What is Gamification in Education & It’s Importance to Small Business Training Programs

Whether you’ve got the high score on Tetris, an addiction to World of Warcraft, or the closest you get to a computer game is the weekly crossword: Our brain likes gaming. Or more specifically, it likes being rewarded.

This is where Gamification comes in. The idea that completing challenges should be recognised and rewarded, be it that high score or figuring out that tricky 7 across. It’s something that’s really caught on and that’s because fundamentally, it appeals to us.

So What is Gamification Exactly?

Put simply it’s about making something that isn’t traditionally a game, into something that has game elements to it. With the goal being to transform mundane activities into becoming more enjoyable and importantly, more engaging.
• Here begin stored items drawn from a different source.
use approx::assert_relative_eq;
use rand::rngs::SmallRng;
use rand::{Rng, SeedableRng};
use rand_distr::{Beta, Distribution};
use walras::{
    Agent, Economy, Status, SweepOptions, TatonnementOptions, TatonnementSummary,
    MARKET_CLEARING_TOLERANCE,
};

/// Draws economies with interior exponents and endowments from a fixed seed.
fn random_economies(count: usize, seed: u64) -> Vec<Economy> {
    let mut rng = SmallRng::seed_from_u64(seed);
    let exponents = Beta::new(2.0, 2.0).unwrap();
    (0..count)
        .map(|_| {
            let alpha = exponents.sample(&mut rng);
            let beta = exponents.sample(&mut rng);
            let w1a = rng.gen_range(0.05..0.95);
            let w2a = rng.gen_range(0.05..0.95);
            Economy::new(alpha, beta, w1a, w2a).unwrap()
        })
        .collect()
}

/// The returned price is a fixed point of the search from the reference starting guess.
#[test]
fn reference_search_returns_fixed_point() {
    let economy = Economy::default();
    let summary = economy
        .market_clearing_price(1.5, &TatonnementOptions::default())
        .unwrap();
    assert_eq!(summary.status, Status::Converged);
    assert!(summary.iterations < 500);

    let recheck = economy.excess_demand(summary.price).unwrap();
    assert!(recheck.eps1.abs() < MARKET_CLEARING_TOLERANCE);

    // Restarting at the solution needs no further updates.
    let restart = economy
        .market_clearing_price(summary.price, &TatonnementOptions::default())
        .unwrap();
    assert_eq!(restart.iterations, 0);
    assert_eq!(restart.price, summary.price);
}

#[test]
fn exhausted_budget_is_reported_not_raised() {
    let economy = Economy::default();
    let options = TatonnementOptions::default().with_max_iterations(0);
    let summary = economy.market_clearing_price(1.5, &options).unwrap();
    assert!(!summary.is_converged());
    assert_eq!(summary.price, 1.5);
}

/// Walras' law: the value of aggregate excess demand is zero at every sampled price.
#[test]
fn walras_law_holds_on_price_grid() {
    let economy = Economy::default();
    let curve = economy.excess_demand_curve(&SweepOptions::default()).unwrap();
    for (price, eps1, eps2) in curve.iter() {
        assert_relative_eq!(eps2, -price * eps1, epsilon = 1e-12);
    }
}

#[test]
fn demand_is_non_negative_for_random_economies() {
    for economy in random_economies(200, 11) {
        for p1 in [0.05, 0.5, 1.0, 4.0, 25.0] {
            for agent in Agent::ALL {
                let bundle = economy.demand(agent, p1).unwrap();
                assert!(bundle.x1 >= 0.0 && bundle.x2 >= 0.0);
            }
            assert_relative_eq!(economy.walras_residual(p1).unwrap(), 0.0, epsilon = 1e-10);
        }
    }
}

#[test]
fn sweeps_are_deterministic() {
    let economy = Economy::default();
    let options = SweepOptions::default();

    let first = economy.pareto_improvements(&options).unwrap();
    let second = economy.pareto_improvements(&options).unwrap();
    assert_eq!(first, second);

    let first = economy.excess_demand_curve(&options).unwrap();
    let second = economy.excess_demand_curve(&options).unwrap();
    assert_eq!(first, second);
}

/// The reference endowment (0.8, 0.3) is off the 1/75 grid, so it need not appear in the set.
#[test]
fn pareto_grid_skips_off_grid_endowment() {
    let economy = Economy::default();
    let set = economy.pareto_improvements(&SweepOptions::default()).unwrap();
    assert!(!set.contains(0.8, 0.3));
    assert!(set.iter().all(|(x1a, _)| x1a > 0.0));
}

#[test]
fn summary_serializes_to_json() {
    let economy = Economy::default();
    let summary = economy
        .market_clearing_price(1.5, &TatonnementOptions::default())
        .unwrap();
    let json = serde_json::to_string(&summary).unwrap();
    assert!(json.contains("\"Converged\""));
    let restored: TatonnementSummary = serde_json::from_str(&json).unwrap();
    assert_eq!(restored.iterations, summary.iterations);

    let json = serde_json::to_string(&economy).unwrap();
    let restored: Economy = serde_json::from_str(&json).unwrap();
    assert_relative_eq!(restored.alpha(), economy.alpha(), epsilon = 1e-15);
    assert_relative_eq!(restored.w2a(), economy.w2a(), epsilon = 1e-15);
}
//! Walrasian tâtonnement for a two-good, two-agent Cobb-Douglas exchange economy.
//!
//! The economy holds one unit of each good, split between agents A and B.
//! Good 2 is the numeraire, so a single price `p1` determines both agents'
//! demand. This crate offers tools to
//!
//! - describe the economy and evaluate Cobb-Douglas utility (`economy` module),
//! - compute Marshallian demand and aggregate excess demand (`demand` module),
//! - configure and observe the price-adjustment process (`solving` module),
//! - search for the market-clearing price (`equilibrium` module), and
//! - enumerate Pareto-improving allocations and sample the excess-demand
//!   curve (`sweep` module).
//!
//! # Quick start
//!
//! ```no_run
//! use walras::{Economy, LogTrace, TatonnementOptions};
//!
//! let economy = Economy::new(1.0 / 3.0, 2.0 / 3.0, 0.8, 0.3).expect("valid parameters");
//! let options = TatonnementOptions::default();
//!
//! let summary = economy
//!     .market_clearing_price_traced(1.5, &options, &mut LogTrace::default())
//!     .expect("positive price");
//! if summary.is_converged() {
//!     println!("p1 = {:.8} after {} iterations", summary.price, summary.iterations);
//! }
//! ```
//!
//! The price update `p1 += 0.5 * eps1 / alpha` is a heuristic tailored to this
//! utility family and is not guaranteed to converge for every parameterization.

pub mod demand;
pub mod economy;
pub mod equilibrium;
pub mod error;
pub mod solving;
pub mod sweep;

pub use demand::ExcessDemand;
pub use economy::{Agent, Bundle, Economy};
pub use equilibrium::Equilibrium;
pub use error::{EquilibriumError, Result};
pub use solving::{
    LogTrace, Status, TatonnementOptions, TatonnementStep, TatonnementSummary, TraceSink,
    MARKET_CLEARING_TOLERANCE, PRICE_STEP,
};
pub use sweep::{ExcessDemandCurve, ParetoSet, SweepOptions};
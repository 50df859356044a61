use criterion::{black_box, criterion_group, criterion_main, Criterion};
use walras::{Economy, SweepOptions, TatonnementOptions};

fn bench_market_clearing(c: &mut Criterion) {
    let economy = Economy::default();
    let options = TatonnementOptions::default();
    c.bench_function("market_clearing_price", |b| {
        b.iter(|| economy.market_clearing_price(black_box(1.5), &options))
    });
}

fn bench_sweeps(c: &mut Criterion) {
    let economy = Economy::default();
    let options = SweepOptions::default();
    c.bench_function("pareto_improvements", |b| {
        b.iter(|| economy.pareto_improvements(black_box(&options)))
    });
    c.bench_function("excess_demand_curve", |b| {
        b.iter(|| economy.excess_demand_curve(black_box(&options)))
    });
}

criterion_group!(benches, bench_market_clearing, bench_sweeps);
criterion_main!(benches);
And it’s that last point that really hits home when it comes to small business training programs. It’s the power to turn the routine into the riveting. Because let’s face it, we’ve all been there. Back of a dimly lit room, an unmotivated speaker stands at the front, with a PowerPoint that’s more windows ’98 than 8.1, droning on about something that try as you might, you just can’t care about.

It changes this long established formula, bringing new ideas and learning methods to training programmes. There are concepts such as levelling up for completing tasks, as well as delivering a variety in the approaches to teaching and learning through fun methods.

Ultimately though, it’s not so much what is gamification, but what it can do for our understating of the training materials. It appeals to our desire to progress, and it recognises this and visualises it. It puts achievements in a quantifiable and easily understood format. Making it clear to the user, through constant feedback and challenges that they are in control of their learning – and best of all they’re doing well with it.

A great example of this can be seen over at Badgeville, a company specializing in game mechanics. It’s also been put to success within Bluewolf, showing that small business is really taking this seriously.

With it, SMB training can be crafted to suit a users needs more effectively. Allowing companies to tailor bespoke packages of learner centric training. Giving them the best possible experience.

drawing business concept

Examples of Why It’s So Vital For Small Business Owners

You might already be recognising your own experiences of this technology, and perhaps why it can be so important to your employee’s training. So from looking at the fundamentals of what it is, the following Gamification examples can be identified as the main reasons for why more businesses need to get on board.

  1. As mentioned, the most important part of implementing game mechanics is its ability to engage learners. This is such a vital asset, with engagement being crucial to the learning process. When a learner is engaged and responsive, they are doing the task because they want to do it. Not because they must. It leads to increased motivation, and user satisfaction.And it’s not just that tasks can become more enjoyable, it also leads to increased motivation by its very nature. Through the levelling up of a profile, or unlocking badges it gives the learner a reason to return to the task. Motivating them through its methods, as well as engaging them in the activities further.
  2. Another key point building from the idea of increased engagement, is the idea of play. It’s something we did a lot as children, and you’re encouraged to do so, especially when it comes to learning. Then suddenly learning stops being fun and you’re stuck learning about resource management and logistics. But it doesn’t have to be that way, and in fact play and having fun goes a long way to improving the learning process. Resulting in users becoming more responsive to the information they’re studying.A great example of gamification in education in a non-business setting is at Duolingo, a language teaching company. It utilises a variety of fun tasks, such as quizzes, to get users learning languages quickly and effectively. One of the big successes here is the difficulty level. Not too tricky, but just enough to get users working, and coming back for more.
  3. Which leads on nicely to the final key aspect: The idea that it can be beneficial for learning to be a challenge. As the Philosopher John Dewey said, “We only think when we are confronted with problems.” Which means that deep learning only really occurs when there’s a challenge, and when you’re pushed just to the edge of your ability, that’s how you improve. And this is what it can provide for small business training. It places learning in a context where difficulty levels can be present and the format allows for the learning to be challenging when necessary. It also gives users the great satisfaction of overcoming difficulty by recognising this with rewards systems.

Gamify Your Employee Training Correctly

It’s pretty clear that the concept to gamify training is grounded in a solid framework of tried and tested educational methods. A fun and engaging method of delivering training that actually improves learning.

A lot does rest on successful implementation and whether your online learning management system supports it. There are common pitfalls, such as lack of meaningful rewards, not setting goals correctly, or even using the wrong kind of content. The biggest issue however is oversaturation.

With an increasing amount of buzz surrounding the topic its only natural that there will be an increase in the use of Gamification, in all kinds of areas. So what businesses must always ask themselves is; are we doing this for the right reason? And will the content work well in a gamified way?

Considering these issues, and knowing where the strengths lie, companies utilising it correctly, can expect to see their training activities achieve great success.